From Salisbury back to Dover, even by fast trains is approximately a four hour journey and although I was awash with a very large cup of tea purchased in the buffet at Salisbury station I knew that I would be needing a meal soon. So I alighted from the Salisbury to London train at Basingstoke, party to avoid a confrontation that I could see brewing between a guy who was playing his variety of music, at full volume, to a crowded carriage of unappreciative customers (yes, another moron who thinks that he has a human-right to make life a misery for others but who would undoubtedly have caused less misery if he had been flushed away on a Kleenex at sperm stage)!! Basingstoke was a town which, until now, I had always passed through en-route to somewhere else and now as I emerged into the town it struck me as even less inspiring than the first impressions of Swindon. And at least Swindon produced Diana Dors! Basingstoke, however, just wanted to suck me immediately into a vast shopping mall – there seemed to be no escape. Only later did I learn of actually very pleasant sounding options. However, now my stomach ruled and I reasoned that I shopping mall would very quickly produce a grub outlet. Wrong!!! There was, admittedly a Sainsbury’s supermarket right there at the entrance but I preferred somewhere where I could sit down. The further I penetrated into this vast complex the less likely it seemed that I would find one. Eventually however, instead of clothes and mobile phone shops I found a small restaurant mall and as I was by this time famished, I walked straight into a burger king and had one of their offerings. Not exactly comparable to my lamb-shank of earlier but it hit the spot.
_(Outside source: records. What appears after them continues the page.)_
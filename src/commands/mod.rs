pub mod call;
pub mod check;
pub mod config;
pub mod exec;
pub mod list;
pub mod serve;

use anyhow::{Context, Result};
use serde_json::{Map, Value};

use crate::cli::InvocationArgs;
use crate::script::ScriptResponse;

/// Collect `-p key=value` pairs into a payload object
fn params_payload(args: &InvocationArgs) -> Map<String, Value> {
    args.params.iter().cloned().collect()
}

/// Print a response as pretty JSON on stdout and exit non-zero if the script failed
fn finish(response: Option<ScriptResponse>) -> Result<()> {
    let Some(response) = response else {
        return Ok(());
    };

    let json = serde_json::to_string_pretty(&response).context("Failed to serialize response")?;
    println!("{}", json);

    match response {
        ScriptResponse::Process { returncode, .. } if returncode != 0 => {
            std::process::exit(returncode)
        }
        ScriptResponse::Error { .. } => std::process::exit(1),
        _ => Ok(()),
    }
}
Now to embark on that remaining few hours of rail travel to reach home feeling knackered but with memories of a good experience of Wiltshire and with a determination to return an explore in greater detail.

November 12, 2008 at 5:39 pm |
Four hours homeward bound. That sounds like a bit much!
November 12, 2008 at 6:12 pm |
Not too bad when someone else is doing the driving (the train drivers) and you have a good book to read (in this case, “The French Lieutenants Woman”) and someone coming round with a refreshment trolley. Actually, quite civilised.